Nossa conclusão – que Crepaldi não pode compartilhar por dever de ofício – é que os pastores não acreditam mais na ética e nos princípios católicos. Perdidos os critérios de julgamento, as pessoas ficam privadas de discernimento e acabam aceitando o inaceitável. Além disso, legiões de “inovadores” imprudentes, “em vez de confirmar os fiéis na verdade, semeiam dúvidas, criam incerteza e desorientação”. O chamado ao diálogo torna-se um álibi para justificar a inércia, o silêncio ou a aquiescência. Diante de leis injustas, princípios morais invertidos, não se pode limitar à discussão, pois “a moral não se baseia no resultado de um debate público”.

A religião apela ao eterno, não ao contingente: não pode mudar de opinião sobre tudo ou contradizer o ensinamento de sempre. Desorientar significa lançar o povo de Deus nos braços de seus inimigos. O inferno, disse Bergoglio certa vez, está vazio, pela misericórdia de Deus.Se assim fosse, não faria sentido distinguir o bem do mal. É o que está acontecendo com os crentes, por causa dos pastores que abandonam aos lobos ou subestimam a dimensão gigantesca dos desafios antropológicos, existenciais, éticos e espirituais em curso.

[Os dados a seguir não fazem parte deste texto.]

//! Rule tables for categorization
//!
//! The built-in table is ordered: the first matching rule wins, so specific
//! merchants sit above the generic keywords they contain ("UBER EATS" above
//! "UBER"). Money-movement rules (payments, transfers) sit above every
//! merchant, so "VENMO TRANSFER UBER EATS" is a Transfer. User rules compile
//! into the same `CompiledRule` shape.

use once_cell::sync::Lazy;
use regex::{Regex, RegexBuilder};
use tracing::warn;

use crate::error::SpendwiseError;
use crate::models::{CategoryRule, RuleMatch};

use super::merchant::{clean_description, extract_merchant_pattern};

/// (name, pattern, category, confidence), highest priority first.
/// Patterns are case-insensitive regexes matched against the cleaned
/// description.
const BUILTIN_RULE_TABLE: &[(&str, &str, &str, f64)] = &[
    ("Payroll", r"\b(PAYROLL|DIRECT DEP(OSIT)?|SALARY)\b", "Income", 0.9),
    ("Interest", r"\bINTEREST (PAID|EARNED|PAYMENT)\b", "Income", 0.85),
    ("ATM", r"\bATM\b|CASH WITHDRAWAL", "Cash & ATM", 0.95),
    ("Card payment", r"\b(CREDIT CARD|CARD) PAYMENT\b|\bAUTOPAY\b", "Transfer", 0.8),
    ("Bank transfer", r"\b(TRANSFER|XFER|ZELLE|VENMO|WIRE)\b", "Transfer", 0.85),
    (
        "Bank fee",
        r"\b(OVERDRAFT|NSF|(MONTHLY )?(SERVICE|MAINTENANCE) FEE|FOREIGN TRANSACTION FEE)\b",
        "Fees",
        0.9,
    ),
    ("Uber Eats", r"\bUBER\s*EATS\b", "Food & Dining", 0.95),
    ("Food delivery", r"DOORDASH|GRUBHUB|POSTMATES|DELIVEROO|JUST EAT", "Food & Dining", 0.9),
    ("Rideshare", r"\b(UBER|LYFT)\b", "Transportation", 0.9),
    ("Transit", r"\b(MTA|TFL|BART|TRANSIT|PARKING|TOLL)\b", "Transportation", 0.8),
    (
        "Fuel",
        r"\b(SHELL|CHEVRON|EXXON|MOBIL|BP|TEXACO|ARCO|SUNOCO|VALERO)\b|GAS STATION",
        "Fuel",
        0.85,
    ),
    (
        "Airline",
        r"\bAIRLINES?\b|\bAIRWAYS\b|SOUTHWEST|RYANAIR|EASYJET|JETBLUE",
        "Travel",
        0.85,
    ),
    ("Lodging", r"AIRBNB|MARRIOTT|HILTON|HYATT|\bHOTEL|BOOKING\.COM|EXPEDIA", "Travel", 0.85),
    (
        "Streaming",
        r"NETFLIX|SPOTIFY|HULU|DISNEY\s*PLUS|HBO|YOUTUBE PREMIUM|APPLE\.COM/BILL|PRIME VIDEO",
        "Subscriptions",
        0.9,
    ),
    (
        "Groceries",
        r"WHOLE\s*FOODS|TRADER JOE|KROGER|SAFEWAY|\bALDI\b|\bLIDL\b|PUBLIX|WEGMANS|TESCO|SAINSBURY|GROCERY|SUPERMARKET",
        "Groceries",
        0.9,
    ),
    (
        "Restaurants",
        r"STARBUCKS|MCDONALD|CHIPOTLE|DUNKIN|RESTAURANT|\bCAFE\b|COFFEE|PIZZA|BURGER|\bGRILL\b",
        "Food & Dining",
        0.8,
    ),
    ("Pharmacy", r"\bCVS\b|WALGREENS|RITE AID|PHARMACY", "Health & Pharmacy", 0.85),
    (
        "Utilities",
        r"ELECTRIC|\bPOWER\b|\bWATER\b|COMCAST|XFINITY|VERIZON|AT&T|T-MOBILE|INTERNET|PG&E",
        "Utilities",
        0.85,
    ),
    ("Insurance", r"INSURANCE|GEICO|STATE FARM|PROGRESSIVE|ALLSTATE", "Insurance", 0.9),
    ("Housing", r"\bRENT\b|MORTGAGE|PROPERTY MGMT|LEASING|\bHOA\b", "Housing", 0.85),
    (
        "Shopping",
        r"AMAZON|\bAMZN\b|\bTARGET\b|WALMART|EBAY|ETSY|BEST BUY|IKEA",
        "Shopping",
        0.75,
    ),
];

/// How a compiled rule tests text
#[derive(Debug, Clone)]
enum Matcher {
    Contains(String),
    Exact(String),
    Regex(Regex),
}

/// A rule ready to test descriptions
#[derive(Debug, Clone)]
pub struct CompiledRule {
    pub name: String,
    pub category: String,
    pub confidence: f64,
    matcher: Matcher,
}

impl CompiledRule {
    /// Compile a user-defined rule
    pub fn from_user_rule(rule: &CategoryRule) -> Result<Self, SpendwiseError> {
        let pattern = rule.pattern.trim();
        let matcher = match rule.match_kind {
            RuleMatch::Contains => Matcher::Contains(pattern.to_uppercase()),
            RuleMatch::Exact => Matcher::Exact(pattern.to_uppercase()),
            RuleMatch::Regex => Matcher::Regex(case_insensitive(pattern).map_err(|e| {
                SpendwiseError::Categorization(format!(
                    "Rule '{}' has an invalid pattern: {}",
                    rule.name, e
                ))
            })?),
        };

        Ok(Self {
            name: rule.name.clone(),
            category: rule.category.clone(),
            confidence: rule.confidence.clamp(0.0, 1.0),
            matcher,
        })
    }

    /// Test a description
    ///
    /// Substring and regex rules look at both the raw (uppercased) and the
    /// cleaned description; exact rules compare against the whole description
    /// or the merchant pattern.
    pub fn matches(&self, description: &str) -> bool {
        let raw = description.trim().to_uppercase();
        match &self.matcher {
            Matcher::Contains(needle) => {
                raw.contains(needle.as_str()) || clean_description(description).contains(needle.as_str())
            }
            Matcher::Exact(expected) => {
                raw == *expected || extract_merchant_pattern(description) == *expected
            }
            Matcher::Regex(re) => re.is_match(&raw) || re.is_match(&clean_description(description)),
        }
    }
}

fn case_insensitive(pattern: &str) -> Result<Regex, regex::Error> {
    RegexBuilder::new(pattern).case_insensitive(true).build()
}

static BUILTIN_RULES: Lazy<Vec<CompiledRule>> = Lazy::new(|| {
    BUILTIN_RULE_TABLE
        .iter()
        .filter_map(|(name, pattern, category, confidence)| {
            match case_insensitive(pattern) {
                Ok(re) => Some(CompiledRule {
                    name: (*name).to_string(),
                    category: (*category).to_string(),
                    confidence: *confidence,
                    matcher: Matcher::Regex(re),
                }),
                Err(e) => {
                    warn!(rule = *name, error = %e, "skipping built-in rule");
                    None
                }
            }
        })
        .collect()
});

/// The built-in rules, in priority order
pub fn builtin_rules() -> &'static [CompiledRule] {
    &BUILTIN_RULES
}

/// First built-in rule matching a description
pub fn match_builtin(description: &str) -> Option<&'static CompiledRule> {
    builtin_rules().iter().find(|rule| rule.matches(description))
}

#[cfg(test)]
mod tests {
    use super::*;

    fn builtin_category(description: &str) -> Option<&'static str> {
        match_builtin(description).map(|r| r.category.as_str())
    }

    #[test]
    fn test_every_builtin_pattern_compiles() {
        assert_eq!(builtin_rules().len(), BUILTIN_RULE_TABLE.len());
    }

    #[test]
    fn test_money_movement_outranks_merchants() {
        assert_eq!(builtin_category("VENMO TRANSFER UBER EATS"), Some("Transfer"));
        assert_eq!(builtin_category("AMAZON CARD PAYMENT THANK YOU"), Some("Transfer"));
    }

    #[test]
    fn test_uber_eats_before_uber() {
        assert_eq!(builtin_category("UBER EATS 8005928996"), Some("Food & Dining"));
        assert_eq!(builtin_category("Uber *Eats"), Some("Food & Dining"));
        assert_eq!(builtin_category("UBER *TRIP HELP.UBER.COM"), Some("Transportation"));

        let names: Vec<_> = builtin_rules().iter().map(|r| r.name.as_str()).collect();
        let eats = names.iter().position(|n| *n == "Uber Eats").unwrap();
        let rideshare = names.iter().position(|n| *n == "Rideshare").unwrap();
        assert!(eats < rideshare);
    }

    #[test]
    fn test_common_merchants() {
        assert_eq!(builtin_category("WHOLEFOODS MKT #10234"), Some("Groceries"));
        assert_eq!(builtin_category("NETFLIX.COM 866-579-7172"), Some("Subscriptions"));
        assert_eq!(builtin_category("ATM WITHDRAWAL 0042 MAIN ST"), Some("Cash & ATM"));
        assert_eq!(builtin_category("ACME CORP PAYROLL PPD"), Some("Income"));
        assert_eq!(builtin_category("ZELLE TO JANE DOE"), Some("Transfer"));
        assert_eq!(builtin_category("SHELL OIL 57444"), Some("Fuel"));
        assert_eq!(builtin_category("CVS/PHARMACY #02211"), Some("Health & Pharmacy"));
        assert_eq!(builtin_category("GEICO *AUTO"), Some("Insurance"));
        assert_eq!(builtin_category("DELTA AIRLINES 0062"), Some("Travel"));
        assert_eq!(builtin_category("BLUE BOTTLE COFFEE"), Some("Food & Dining"));
    }

    #[test]
    fn test_no_match() {
        assert_eq!(builtin_category("ZQXJ HOLDINGS"), None);
        assert_eq!(builtin_category(""), None);
    }

    #[test]
    fn test_user_rule_kinds() {
        let contains = CompiledRule::from_user_rule(&CategoryRule::new(
            "Gym",
            "planet fitness",
            RuleMatch::Contains,
            "Health",
        ))
        .unwrap();
        assert!(contains.matches("PLANET FITNESS 0099 CLUB"));
        assert!(!contains.matches("PLANET HOLLYWOOD"));

        let exact = CompiledRule::from_user_rule(&CategoryRule::new(
            "Landlord",
            "ACME PROPERTIES",
            RuleMatch::Exact,
            "Housing",
        ))
        .unwrap();
        assert!(exact.matches("POS ACME PROPERTIES 0001"));
        assert!(!exact.matches("ACME PROPERTIES LLC"));

        let regex = CompiledRule::from_user_rule(&CategoryRule::new(
            "Kids",
            r"^(lego|toys ?r ?us)",
            RuleMatch::Regex,
            "Kids",
        ))
        .unwrap();
        assert!(regex.matches("Lego Store 44"));
        assert!(!regex.matches("BUY LEGO"));
    }

    #[test]
    fn test_bad_user_regex_is_categorization_error() {
        let mut rule = CategoryRule::new("Bad", "x", RuleMatch::Regex, "Misc");
        rule.pattern = "(".into();
        assert!(matches!(
            CompiledRule::from_user_rule(&rule),
            Err(SpendwiseError::Categorization(_))
        ));
    }
}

Cumpriram, há meio século, a escolha antropológica”. Portanto, que eles defendam o homem: dos maus professores, do mal transformado em bem, de si mesmo. Caso contrário, a pergunta do próprio Jesus no Evangelho de Lucas terá sido respondida: “mas quando vier o Filho do homem, porventura encontrará fé na terra? É a noite de San Lorenzo dos católicos, aquela das estrelas cadentes.

* Referência a batalha de Kobarid (Caporetto em italiano) na primeira guerra mundial, onde os exércitos do Reino da Itália, sofreram uma grande derrota para o Império Austro-Húngaro e seus aliados alemães. Após essa derrota, o termo “Caporetto” se tornou sinônimo de derrota e desastre na língua italiana.